Structural Biology Group
Description of the Group
We study the structure and function of proteins using structural biology methods such as protein crystallography and small angle X-ray scattering (SAXS), bioinformatics analysis and molecular dynamics simulations, as well as by functional assays both in vitro and in cell culture.
We are especially interested in proteins for which little structural information is available, so that we can answer vital questions about the activity and function of these proteins. Some of our interests include proteins working on RNA, helical repeats, protein engineering and molecular diagnostics. We also use structural models of proteins to elucidate the molecular mechanisms underlying selected human diseases or to aid drug discovery. Through our findings and inventions, we would like to help combat infections or treat human inflammatory disorders.
Research Activities
Our current research is focused mainly on human RNA-binding proteins and on bacterial proteases. In one of our projects we study mitochondrial post-trancriptional regulators, since the mitochondrion is an essential organelle that is the main source of ATP and has fundamental roles in all aspects of cell biology, ranging from cell death to growth, differentiation and inflammation.

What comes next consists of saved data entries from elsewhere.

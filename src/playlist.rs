use chrono::{DateTime, Utc};
use serde::{Deserialize, Serialize};

use crate::models::{PlaylistEntry, ResolvedStream, ScheduleDocument};

pub const PLAYLIST_HEADER: &str = "#EXTM3U";

const STAMP_FORMAT: &str = "%Y-%m-%d %H:%M";

/// Which time goes in the trailing `[...]` of a display name.
#[derive(Debug, Clone, Copy, Default, PartialEq, Eq, Deserialize)]
#[serde(rename_all = "snake_case")]
pub enum TimestampStrategy {
    /// When this playlist was generated.
    #[default]
    RunTime,
    /// The event's start time, falling back to the run time when unknown.
    StartTime,
}

/// `[STATUS] name - title [timestamp]`, omitting the parts that don't apply.
pub fn display_name(stream: &ResolvedStream, stamp: &str) -> String {
    let item = &stream.item;
    let mut name = String::new();

    let tag = item.availability_state.tag();
    if !tag.is_empty() {
        name.push_str(tag);
        name.push(' ');
    }
    name.push_str(&item.name);

    if let Some(title) = stream.title.as_deref().filter(|t| *t != item.name) {
        name.push_str(" - ");
        name.push_str(title);
    }

    name.push_str(" [");
    name.push_str(stamp);
    name.push(']');
    name
}

pub fn build_entries(streams: &[ResolvedStream], strategy: TimestampStrategy, now: DateTime<Utc>) -> Vec<PlaylistEntry> {
    let run_stamp = now.format(STAMP_FORMAT).to_string();

    streams
        .iter()
        .map(|stream| {
            let stamp = match (strategy, stream.item.starts_at) {
                (TimestampStrategy::StartTime, Some(start)) => start.format(STAMP_FORMAT).to_string(),
                _ => run_stamp.clone(),
            };
            PlaylistEntry {
                display_name: display_name(stream, &stamp),
                group: stream.item.category().to_string(),
                tvg_id: stream.item.name.clone(),
                logo_url: stream.item.poster_url.clone(),
                media_url: stream.media_url.clone(),
            }
        })
        .collect()
}

/// Keep attribute values on one line and inside their quotes.
fn attr(value: &str) -> String {
    value.replace('"', "'").replace(['\r', '\n'], " ")
}

pub fn render_playlist(entries: &[PlaylistEntry]) -> String {
    let mut lines = Vec::with_capacity(entries.len() * 2 + 1);
    lines.push(PLAYLIST_HEADER.to_string());

    for entry in entries {
        let name = attr(&entry.display_name);
        lines.push(format!(
            "#EXTINF:-1 tvg-logo=\"{logo}\" group-title=\"{group}\" tvg-id=\"{id}\" tvg-name=\"{name}\",{name}",
            logo = attr(&entry.logo_url),
            group = attr(&entry.group),
            id = attr(&entry.tvg_id),
        ));
        lines.push(entry.media_url.trim().to_string());
    }

    lines.join("\n")
}

/// Pretty JSON with four-space indentation, keys in document order.
pub fn render_schedule(doc: &ScheduleDocument) -> Result<String, serde_json::Error> {
    let mut out = Vec::new();
    let formatter = serde_json::ser::PrettyFormatter::with_indent(b"    ");
    let mut serializer = serde_json::Serializer::with_formatter(&mut out, formatter);
    doc.serialize(&mut serializer)?;
    // serde_json only ever writes valid UTF-8.
    Ok(String::from_utf8_lossy(&out).into_owned())
}

pub fn parse_schedule(text: &str) -> Result<ScheduleDocument, serde_json::Error> {
    serde_json::from_str(text)
}
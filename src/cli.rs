use std::path::PathBuf;

use clap::{Parser, Subcommand};

#[derive(Parser)]
#[command(
    name = "streamgrab",
    about = "Scrapes event schedules and PPV catalogs into schedule JSON and M3U playlists"
)]
pub struct Cli {
    /// Path to configuration file
    #[arg(long, short, global = true, default_value = "streamgrab.toml")]
    pub config: PathBuf,

    #[command(subcommand)]
    pub command: Option<Commands>,
}

#[derive(Subcommand)]
pub enum Commands {
    /// Validate the configuration file
    Validate,

    /// Fetch the schedule page (and the 24/7 channel page) into schedule JSON
    Schedule,

    /// Resolve the PPV catalog into an M3U playlist
    Catalog,

    /// Convert a saved schedule page without touching the network
    Extract {
        /// HTML file to read
        input: PathBuf,

        /// Write JSON here instead of stdout
        #[arg(long)]
        output: Option<PathBuf>,
    },

    /// Run every enabled stage (default)
    All,
}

Our additional topic of interest are Interferon-induced proteins with tetratricopeptide repeats (IFIT). IFITs are antiviral proteins which are expressed in cells in response to viral infection, where they act as innate immune effectors that sequester viral transcripts and inhibit their translation. Building on the previous work on IFIT structure and interactions, we investigate the structure and function of higher order complexes of human IFITs and their specificity for RNA. We aim to elucidate the mode of RNA recognition by IFITs and their interplay with the cellular machinery in antiviral defense, as well as to find some medically-relevant applications of IFITs in detection and sequencing of RNA from pathogens. Our newest project aims at developing chemical tools that could be used for targeted degradation of bacterial proteins. Such approach could be used to study protein function through chemical genetics, or lead to a completely new generation of antibiotics.
The human and pathogen-derived proteins we study are often involved in pathological processes (infection, inflammation and cancer) and constitute valid targets for therapeuthics. Their structures may be used in drug design, or explain how they can be exploited for diagnostics or biotechnological applications.
Offer
- Obtaining and analysis of structural models of proteins – experimental or computational
- Protein-ligand interaction measurements: microscale thermophoresis, differential scanning fluorimetry (thermofluor assay), isothermal calorimetry
- Measurements of molecular weight and polydispersity of proteins and protein-ligand complexes: SEC-RI-MALS and DLS
- Protein expression in prokaryotic and eukaryotic systems
- Chromatographic purification of proteins
- Protein crystallization: high-throughput screening and crystal optimisation
- Crystallization of membrane proteins: automatic setting of LCP plates together with visualization
Team Leader
Maria Górna specializes in structure-function studies of proteins, and is especially interested in proteins involved in processes important for human physiology or related to disease conditions. She also conducts applied research aimed at drug discovery or protein engineering for applications in biotechnology and diagnostics. She completed her doctoral studies at the University of Cambridge and a 5-year postdoctoral fellowship at the Research Centre for Molecular Medicine in Vienna. She led projects financed by NCN, NCRD, FNP, EMBO, MNiSW and EU Horizon 2020. Winner of the EMBO Installation Grant and LIDER programme, two-time winner of scholarships within the framework of Maria Skłodowska-Curie Actions, Board Member of Marie Curie Alumni Association. Open to collaborations on obtaining or analysing structural models of proteins.